-- Problem to work on --
The answer should consist of each line below that contains the word "codes".

-- Provided material --

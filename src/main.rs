use anyhow::{Context, Result};
use clap::Parser;
use creditprep::{
    write_table, FeaturePipeline, Mode, NullRowPolicy, OutputFormat, PipelineConfig, Strictness,
    Transformed,
};
use std::{
    fs,
    path::{Path, PathBuf},
};
use tracing::{error, info};
use tracing_subscriber::{fmt, EnvFilter};

#[derive(Parser, Debug)]
#[command(author, version, about = "Prepare credit-card default data for modeling")]
struct Args {
    /// Labelled training file
    #[arg(long)]
    train: PathBuf,
    /// Unlabelled scoring file
    #[arg(long)]
    score: PathBuf,
    #[arg(long, default_value = "./output")]
    out_dir: PathBuf,
    /// YAML pipeline config; flags below override it
    #[arg(long)]
    config: Option<PathBuf>,
    /// Fail on unmapped codes, zero credit limits and unknown labels
    #[arg(long)]
    strict: bool,
    /// Drop rows with missing values before recoding
    #[arg(long)]
    drop_null_rows: bool,
    #[arg(long, value_enum, default_value = "csv")]
    format: Format,
}

#[derive(clap::ValueEnum, Clone, Copy, Debug)]
enum Format {
    Csv,
    Parquet,
}

impl From<Format> for OutputFormat {
    fn from(f: Format) -> Self {
        match f {
            Format::Csv => OutputFormat::Csv,
            Format::Parquet => OutputFormat::Parquet,
        }
    }
}

fn load_config(args: &Args) -> Result<PipelineConfig> {
    let mut cfg = match &args.config {
        Some(path) => PipelineConfig::from_yaml_file(path)?,
        None => PipelineConfig::default(),
    };
    if args.strict {
        cfg.strictness = Strictness::Strict;
    }
    if args.drop_null_rows {
        cfg.null_rows = NullRowPolicy::Drop;
    }
    Ok(cfg)
}

fn persist(out: &Transformed, out_dir: &Path, name: &str, format: OutputFormat) -> Result<()> {
    let path = out_dir.join(format!("{}.{}", name, format.extension()));
    write_table(&out.table, &path).with_context(|| format!("writing {}", path.display()))?;

    let stats_path = out_dir.join(format!("{}.stats.json", name));
    fs::write(&stats_path, serde_json::to_string_pretty(&out.stats)?)
        .with_context(|| format!("writing {}", stats_path.display()))?;
    Ok(())
}

fn main() -> Result<()> {
    // ─── 1) init logging ─────────────────────────────────────────────
    let env = EnvFilter::try_from_default_env().unwrap_or_else(|_| EnvFilter::new("info"));
    fmt::Subscriber::builder().with_env_filter(env).init();

    let args = Args::parse();
    let cfg = load_config(&args)?;
    info!(?cfg, "startup");
    fs::create_dir_all(&args.out_dir)
        .with_context(|| format!("creating {}", args.out_dir.display()))?;

    // ─── 2) run both pipelines; they share nothing but the config ────
    let pipeline = FeaturePipeline::new(cfg);
    let (train, score) = rayon::join(
        || pipeline.run(&args.train, Mode::Training),
        || pipeline.run(&args.score, Mode::Inference),
    );
    let train = train.with_context(|| format!("training pipeline on {}", args.train.display()));
    let score = score.with_context(|| format!("scoring pipeline on {}", args.score.display()));

    // ─── 3) persist whatever succeeded ───────────────────────────────
    let format = OutputFormat::from(args.format);
    let mut failed = false;
    for (name, result) in [("train", train), ("score", score)] {
        match result.and_then(|out| persist(&out, &args.out_dir, name, format)) {
            Ok(()) => info!(name, "done"),
            Err(e) => {
                error!(name, "{:#}", e);
                failed = true;
            }
        }
    }

    if failed {
        anyhow::bail!("one or more pipelines failed");
    }
    info!("all done");
    Ok(())
}
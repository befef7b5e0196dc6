// src/config.rs
use crate::error::ConfigError;
use serde::{Deserialize, Serialize};
use std::{fs, path::Path};

/// Whether unmapped codes, zero divisors and unknown labels fail the run.
#[derive(Debug, Clone, Copy, PartialEq, Eq, Default, Serialize, Deserialize)]
#[serde(rename_all = "lowercase")]
pub enum Strictness {
    /// Apply fallback labels and let missing values propagate as nulls.
    #[default]
    Lenient,
    /// Fail on the first row that cannot be mapped or divided.
    Strict,
}

/// What to do with rows that have a null in a column later steps consume.
#[derive(Debug, Clone, Copy, PartialEq, Eq, Default, Serialize, Deserialize)]
#[serde(rename_all = "lowercase")]
pub enum NullRowPolicy {
    #[default]
    Keep,
    /// Drop them after deduplication, before categorical recoding.
    Drop,
}

#[derive(Debug, Clone, PartialEq, Serialize, Deserialize)]
#[serde(default)]
pub struct PipelineConfig {
    pub key_column: String,
    pub target_column: String,
    /// Name of the derived total-months-delinquent column.
    pub delinquency_column: String,
    pub strictness: Strictness,
    pub null_rows: NullRowPolicy,
}

impl Default for PipelineConfig {
    fn default() -> Self {
        Self {
            key_column: "customer_id".into(),
            target_column: "default_oct".into(),
            delinquency_column: "tmd".into(),
            strictness: Strictness::Lenient,
            null_rows: NullRowPolicy::Keep,
        }
    }
}

impl PipelineConfig {
    pub fn strict() -> Self {
        Self {
            strictness: Strictness::Strict,
            ..Self::default()
        }
    }

    pub fn is_strict(&self) -> bool {
        self.strictness == Strictness::Strict
    }

    /// Read a YAML config; keys left out keep their defaults.
    pub fn from_yaml_file<P: AsRef<Path>>(path: P) -> Result<Self, ConfigError> {
        let path = path.as_ref();
        let text = fs::read_to_string(path).map_err(|source| ConfigError::Read {
            path: path.to_path_buf(),
            source,
        })?;
        serde_yaml::from_str(&text).map_err(|source| ConfigError::Parse {
            path: path.to_path_buf(),
            source,
        })
    }
}
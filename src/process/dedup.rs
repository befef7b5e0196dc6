// src/process/dedup.rs
use crate::error::{LoadError, PipelineError};
use crate::table::CreditTable;
use arrow::{
    array::{Array, BooleanArray},
    row::{RowConverter, SortField},
};
use std::collections::HashSet;

/// Drop rows that repeat an earlier row across every column (key included),
/// keeping the first occurrence and the original order.
pub fn deduplicate(table: &CreditTable) -> Result<CreditTable, PipelineError> {
    let batch = table.batch();
    let sort_fields = batch
        .schema()
        .fields()
        .iter()
        .map(|f| SortField::new(f.data_type().clone()))
        .collect();
    let converter = RowConverter::new(sort_fields)?;
    let rows = converter.convert_columns(batch.columns())?;

    let mut seen = HashSet::with_capacity(rows.num_rows());
    let keep: BooleanArray = rows.iter().map(|row| Some(seen.insert(row))).collect();
    table.filter(&keep)
}

/// Every customer id must now identify exactly one row.
pub fn ensure_unique_key(table: &CreditTable) -> Result<(), LoadError> {
    let ids = table.utf8_column(table.key_column())?;
    let mut seen = HashSet::with_capacity(ids.len());
    for id in ids.iter().flatten() {
        if !seen.insert(id) {
            return Err(LoadError::DuplicateKey(id.to_string()));
        }
    }
    Ok(())
}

-- Solution to this task --
    /// Fail on unmapped codes, zero credit limits and unknown labels
/// Whether unmapped codes, zero divisors and unknown labels fail the run.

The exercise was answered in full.